mod adapter;
mod equivalence;
mod export_queries;
mod extra_keys;
mod generator;
mod normalize;
mod parser;
mod to_sql;

use schemadrift_core::{
    ConnectionConfig, DatabaseAdapter, Dialect, DiffOp, EquivalencePolicy, Ident, Result,
    SchemaObject, Statement,
};

#[derive(Debug, Default, Clone, Copy)]
pub struct MysqlDialect;

const DIALECT_NAME: &str = "mysql";

pub fn table_names_query() -> &'static str {
    export_queries::TABLE_NAMES_QUERY
}

pub fn lower_case_table_names_query() -> &'static str {
    export_queries::LOWER_CASE_TABLE_NAMES_QUERY
}

impl Dialect for MysqlDialect {
    fn name(&self) -> &str {
        DIALECT_NAME
    }

    fn parse(&self, sql: &str) -> Result<Vec<SchemaObject>> {
        parser::parse_schema(sql)
    }

    fn generate_ddl(&self, ops: &[DiffOp]) -> Result<Vec<Statement>> {
        generator::generate_ddl(self.name(), ops)
    }

    fn to_sql(&self, obj: &SchemaObject) -> Result<String> {
        to_sql::render_object(self.name(), obj)
    }

    fn normalize(&self, obj: &mut SchemaObject) {
        normalize::normalize_object(obj);
    }

    fn equivalence_policy(&self) -> &'static dyn EquivalencePolicy {
        &equivalence::MYSQL_EQUIVALENCE_POLICY
    }

    fn quote_ident(&self, ident: &Ident) -> String {
        format!("`{}`", ident.value)
    }

    fn connect(&self, config: &ConnectionConfig) -> Result<Box<dyn DatabaseAdapter>> {
        adapter::connect(config)
    }
}
pub mod yaml_runner;

pub use yaml_runner::{
    TestCase, TestResult, load_test_cases_from_dir, load_test_cases_from_path,
    load_test_cases_from_str, matches_flavor, run_offline_test, run_online_test,
};
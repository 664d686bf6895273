use schemadrift_core::{
    DdlPlanner, DiffOp, Ident, QualifiedName, SchemaDef, Table, TableOptions, build_ddl_plan,
};

fn ident(value: &str) -> Ident {
    Ident::unquoted(value)
}

fn qualified(schema: Option<&str>, name: &str) -> QualifiedName {
    QualifiedName {
        schema: schema.map(Ident::unquoted),
        name: Ident::unquoted(name),
    }
}

fn table(name: &str) -> Table {
    Table {
        name: qualified(Some("public"), name),
        columns: Vec::new(),
        primary_key: None,
        foreign_keys: Vec::new(),
        checks: Vec::new(),
        exclusions: Vec::new(),
        options: TableOptions::default(),
        partition: None,
        renamed_from: None,
    }
}

#[test]
fn builds_execution_plan_from_ordered_diffops() {
    let ordered_ops = vec![
        DiffOp::DropTable(qualified(Some("public"), "users")),
        DiffOp::CreateSchema(SchemaDef {
            name: ident("analytics"),
        }),
        DiffOp::CreateTable(table("users")),
    ];

    let planner = DdlPlanner::new();
    let plan = planner.build(ordered_ops.clone());

    assert_eq!(plan.ops(), ordered_ops.as_slice());
}

#[test]
fn planner_sorts_unordered_ops_using_priority_rules() {
    let unordered_ops = vec![
        DiffOp::CreateTable(table("users")),
        DiffOp::CreateSchema(SchemaDef {
            name: ident("analytics"),
        }),
        DiffOp::DropTable(qualified(Some("public"), "users")),
    ];

    let plan = build_ddl_plan(unordered_ops);
    let sorted_tags = plan
        .ops()
        .iter()
        .map(|op| match op {
            DiffOp::DropTable(_) => "DropTable",
            DiffOp::CreateSchema(_) => "CreateSchema",
            DiffOp::CreateTable(_) => "CreateTable",
            other => panic!("unexpected op in plan: {other:?}"),
        })
        .collect::<Vec<_>>();

    assert_eq!(
        sorted_tags,
        vec!["DropTable", "CreateSchema", "CreateTable"]
    );
}
use std::{
    error::Error as StdError,
    io,
    sync::{Mutex, MutexGuard},
};

use rusqlite::Connection;
use schemadrift_core::{
    ConnectionConfig, DatabaseAdapter, ExecutionError, Result, Transaction, Version,
};

use crate::export_queries;

const BEGIN_SQL: &str = "BEGIN";
const CONNECT_SQL: &str = "CONNECT sqlite";
const DEFAULT_SQLITE_SCHEMA: &str = "main";
const MINIMUM_SQLITE_MAJOR_VERSION: u16 = 3;
const MINIMUM_SQLITE_MINOR_VERSION: u16 = 35;
const SERVER_VERSION_OVERRIDE_KEY: &str = "sqlite.server_version";
const POISONED_CONNECTION_MESSAGE: &str = "sqlite connection state was poisoned";

pub(crate) struct SqliteAdapter {
    connection: Mutex<Connection>,
    server_version: Version,
}

pub(crate) fn connect(config: &ConnectionConfig) -> Result<Box<dyn DatabaseAdapter>> {
    if let Some(raw_version) = config.extra.get(SERVER_VERSION_OVERRIDE_KEY) {
        let version = parse_server_version(raw_version)
            .ok_or_else(|| invalid_server_version_error(raw_version))?;
        ensure_minimum_version(&version, raw_version)?;
    }

    let connection = Connection::open(config.database.as_str())
        .map_err(|source| execution_error(CONNECT_SQL, source))?;

    let server_version_raw =
        if let Some(raw_version) = config.extra.get(SERVER_VERSION_OVERRIDE_KEY) {
            raw_version.clone()
        } else {
            query_server_version(&connection)?
        };
    let server_version = parse_server_version(&server_version_raw)
        .ok_or_else(|| invalid_server_version_error(&server_version_raw))?;
    ensure_minimum_version(&server_version, &server_version_raw)?;

    Ok(Box::new(SqliteAdapter {
        connection: Mutex::new(connection),
        server_version,
    }))
}

impl SqliteAdapter {
    fn lock_connection(&self, sql: &str) -> Result<MutexGuard<'_, Connection>> {
        self.connection
            .lock()
            .map_err(|_| execution_error(sql, io::Error::other(POISONED_CONNECTION_MESSAGE)))
    }
}

impl DatabaseAdapter for SqliteAdapter {
    fn export_schema(&self) -> Result<String> {
        let connection = self.lock_connection(export_queries::TABLE_NAMES_QUERY)?;
        let table_names = query_string_rows(&connection, export_queries::TABLE_NAMES_QUERY)?;

        let mut statements = Vec::new();

        for table_name in table_names {
            let table_sql: String = connection
                .query_row(export_queries::TABLE_DDL_QUERY, [&table_name], |row| {
                    row.get(0)
                })
                .map_err(|source| execution_error(export_queries::TABLE_DDL_QUERY, source))?;
            statements.push(ensure_statement_terminated(table_sql));
        }

        statements.extend(query_sql_statements(
            &connection,
            export_queries::VIEW_DDLS_QUERY,
        )?);
        statements.extend(query_sql_statements(
            &connection,
            export_queries::INDEX_DDLS_QUERY,
        )?);
        statements.extend(query_sql_statements(
            &connection,
            export_queries::TRIGGER_DDLS_QUERY,
        )?);

        Ok(statements.join("\n\n"))
    }

    fn execute(&self, sql: &str) -> Result<()> {
        let connection = self.lock_connection(sql)?;
        connection
            .execute_batch(sql)
            .map_err(|source| execution_error(sql, source))
    }

    fn begin(&mut self) -> Result<Transaction<'_>> {
        self.execute(BEGIN_SQL)?;
        Ok(Transaction::new(self))
    }

    fn schema_search_path(&self) -> Vec<String> {
        vec![DEFAULT_SQLITE_SCHEMA.to_string()]
    }

    fn server_version(&self) -> Result<Version> {
        Ok(self.server_version.clone())
    }
}

pub(crate) fn parse_server_version(raw: &str) -> Option<Version> {
    let mut parts = raw.split_whitespace().next()?.split('.');
    let major = parse_version_component(parts.next()?)?;
    let minor = parts.next().and_then(parse_version_component).unwrap_or(0);
    let patch = parts.next().and_then(parse_version_component).unwrap_or(0);

    Some(Version {
        major,
        minor,
        patch,
    })
}

fn query_server_version(connection: &Connection) -> Result<String> {
    connection
        .query_row(export_queries::SHOW_SERVER_VERSION_QUERY, [], |row| {
            row.get(0)
        })
        .map_err(|source| execution_error(export_queries::SHOW_SERVER_VERSION_QUERY, source))
}

fn query_string_rows(connection: &Connection, query: &str) -> Result<Vec<String>> {
    let mut statement = connection
        .prepare(query)
        .map_err(|source| execution_error(query, source))?;
    let mut rows = statement
        .query([])
        .map_err(|source| execution_error(query, source))?;

    let mut values = Vec::new();
    while let Some(row) = rows
        .next()
        .map_err(|source| execution_error(query, source))?
    {
        values.push(
            row.get::<_, String>(0)
                .map_err(|source| execution_error(query, source))?,
        );
    }

    Ok(values)
}

fn query_sql_statements(connection: &Connection, query: &str) -> Result<Vec<String>> {
    query_string_rows(connection, query)
        .map(|rows| rows.into_iter().map(ensure_statement_terminated).collect())
}

fn ensure_statement_terminated(sql: String) -> String {
    let trimmed = sql.trim();
    if trimmed.ends_with(';') {
        trimmed.to_string()
    } else {
        format!("{trimmed};")
    }
}

fn parse_version_component(raw: &str) -> Option<u16> {
    let digits = raw
        .chars()
        .take_while(|ch| ch.is_ascii_digit())
        .collect::<String>();
    if digits.is_empty() {
        return None;
    }
    digits.parse::<u16>().ok()
}

fn ensure_minimum_version(version: &Version, raw_version: &str) -> Result<()> {
    if version.major > MINIMUM_SQLITE_MAJOR_VERSION
        || (version.major == MINIMUM_SQLITE_MAJOR_VERSION
            && version.minor >= MINIMUM_SQLITE_MINOR_VERSION)
    {
        return Ok(());
    }

    Err(execution_error(
        export_queries::SHOW_SERVER_VERSION_QUERY,
        io::Error::other(format!(
            "sqlite server version `{raw_version}` is not supported; requires {MINIMUM_SQLITE_MAJOR_VERSION}.{MINIMUM_SQLITE_MINOR_VERSION}+"
        )),
    ))
}

fn invalid_server_version_error(raw_version: &str) -> schemadrift_core::Error {
    execution_error(
        export_queries::SHOW_SERVER_VERSION_QUERY,
        io::Error::other(format!(
            "failed to parse sqlite server version string: `{raw_version}`"
        )),
    )
}

fn execution_error<E>(sql: &str, source: E) -> schemadrift_core::Error
where
    E: StdError + Send + Sync + 'static,
{
    ExecutionError::statement_failed(0, sql, 0, None, None, source).into()
}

---------------

### ASSIGNMENT
Reproduce exactly the lines that run from the start of the records to the line with "fn normalize(&self, obj: &mut", both included.

### RESULT FOR THIS TASK
mod adapter;
mod equivalence;
mod export_queries;
mod extra_keys;
mod generator;
mod normalize;
mod parser;
mod to_sql;

use schemadrift_core::{
    ConnectionConfig, DatabaseAdapter, Dialect, DiffOp, EquivalencePolicy, Ident, Result,
    SchemaObject, Statement,
};

#[derive(Debug, Default, Clone, Copy)]
pub struct MysqlDialect;

const DIALECT_NAME: &str = "mysql";

pub fn table_names_query() -> &'static str {
    export_queries::TABLE_NAMES_QUERY
}

pub fn lower_case_table_names_query() -> &'static str {
    export_queries::LOWER_CASE_TABLE_NAMES_QUERY
}

impl Dialect for MysqlDialect {
    fn name(&self) -> &str {
        DIALECT_NAME
    }

    fn parse(&self, sql: &str) -> Result<Vec<SchemaObject>> {
        parser::parse_schema(sql)
    }

    fn generate_ddl(&self, ops: &[DiffOp]) -> Result<Vec<Statement>> {
        generator::generate_ddl(self.name(), ops)
    }

    fn to_sql(&self, obj: &SchemaObject) -> Result<String> {
        to_sql::render_object(self.name(), obj)
    }

    fn normalize(&self, obj: &mut SchemaObject) {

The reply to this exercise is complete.